Antonia Marie (Stoll) Orfield, MAT’66, an optometrist, died of breast cancer April 26 in Somerville, MA. She was 67. A leader in behavioral optometry, which uses nonsurgical methods to improve vision, Orfield taught at the New England College of Optometry, practiced at Harvard University Health Service, and ran a private practice. A fellow in the College of Optometrists in Vision Development, she studied vision improvements in grade-school children. Survivors include her husband, Gary Orfield, AM'65, PhD'68; three daughters, including Sonia Orfield, AB’93; four grandchildren; and a brother.

Joseph V. Bugos, MBA’68, died June 11 in Orland Park, IL. He was 73. Bugos began his career with the Jewel grocery chain stocking shelves as a high-school sophomore. Over the next four decades he rose to president, overseeing thousands of employees across the Midwest. An advocate for struggling stores in Chicago, Bugos worked to expand grocery offerings in minority communities. He is survived by his wife, Gerry; three daughters; three sons; and 22 grandchildren.


Michael Dean Eversmeyer, AB’75, an architect, died of cancer August 2 in Pittsburgh. He was 56. After receiving his master’s from the Tulane University School of Architecture in 1981, Eversmeyer moved to Pittsburgh. He was principal of Michael Eversmeyer Architect PC, which specialized in historic preservation and adaptive reuse. His book of local historic postcards, Pittsburgh: 1900–1945, was published in April. He is survived by his wife, Janna Smith Eversmeyer, AM’79; and two sons.

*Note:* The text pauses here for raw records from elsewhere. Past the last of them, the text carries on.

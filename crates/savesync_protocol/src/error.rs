//! Error types for the protocol crate.

use thiserror::Error;

/// Result type for protocol operations.
pub type ProtocolResult<T> = Result<T, ProtocolError>;

/// Errors that can occur while encoding or decoding protocol types.
#[derive(Error, Debug, Clone, PartialEq, Eq)]
pub enum ProtocolError {
    /// Failed to encode a value.
    #[error("encoding failed: {message}")]
    EncodingFailed {
        /// Description of the encoding error.
        message: String,
    },

    /// Failed to decode bytes.
    #[error("decoding failed: {message}")]
    DecodingFailed {
        /// Description of the decoding error.
        message: String,
    },

    /// A hash had the wrong length or was not valid hex.
    #[error("invalid save hash: {0}")]
    InvalidHash(String),

    /// A session batch ID could not be parsed.
    #[error("invalid session batch id: {0}")]
    InvalidSessionBatchId(String),
}

impl ProtocolError {
    /// Create an encoding failed error.
    pub fn encoding_failed(message: impl Into<String>) -> Self {
        Self::EncodingFailed {
            message: message.into(),
        }
    }

    /// Create a decoding failed error.
    pub fn decoding_failed(message: impl Into<String>) -> Self {
        Self::DecodingFailed {
            message: message.into(),
        }
    }
}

Robert L. Short, AM’82, a theologian, died July 6 in Little Rock, AR. He was 76. A Presbyterian minister, Short wrote several books, including the 1965 “popular theology” best-seller The Gospel According to Peanuts. Short also taught and preached at seminaries, schools, and churches around the country, serving as associate pastor of the First Presbyterian Church of Brighton (Michigan) and minister of the First Presbyterian Church of Monticello (Arkansas). In 2001 he started his own church, Christianity Without Doom and Gloom, in Little Rock. Survivors include two daughters, a son, a sister, and five grandchildren.

Regina Titunik, AM’83, PhD’91, a political scientist, died July 18 in Honolulu. She was 52. An Army veteran, she researched the role of women in war. Teaching at the University of Zambia, University of Michigan–Dearborn, and, most recently, the University of Hawaii at Hilo, she received several teaching honors, including the 2006 University of Hawaii at Hilo Student Association Presidential Award for Excellence in Teaching. She is survived by her husband, Naoto Yoshikawa, AM’85; a son; and two sisters.


Karen Utterback, MBA’91, died of congestive heart failure August 18 in Chicago. She was 57. An editor for the Government Finance Officers Association, she was active in the Chicago chapter of the International Association of Business Communicators and spent three years as the group’s director of finance before being appointed president in June 2008. An avid sailor, she raced some 17 times from Chicago to Mackinac Island and sat on the board of the Judd Goldman Adaptive Sailing Program.

Carolyn Girod, AB’99, died in a bicycle accident July 8 near Raymond, WA. She was 31. Girod had taught math and environmental studies at Phillips Academy and the Lawrenceville School and worked at Outside the Classroom, a company that develops alcohol-education programs, before joining Buckingham Browne & Nichols in Cambridge, MA, as a math teacher last year. A cyclist, backpacker, and runner, she competed in triathlons, taught Outward Bound courses, helped run a wilderness hostel in New Hampshire, and coached high-school track and cross-country. Survivors include her parents, a brother, and her grandmother.


Calvin Lee Wee Sing, MBA’03, died during the swimming leg of a triathlon August 2 in Singapore. He was 42. An honors graduate of the National University of Singapore in mechanical engineering and production, Lee joined Deutsche Telekom Asia in 1997, where he served as chief executive officer. He is survived by a wife and daughter.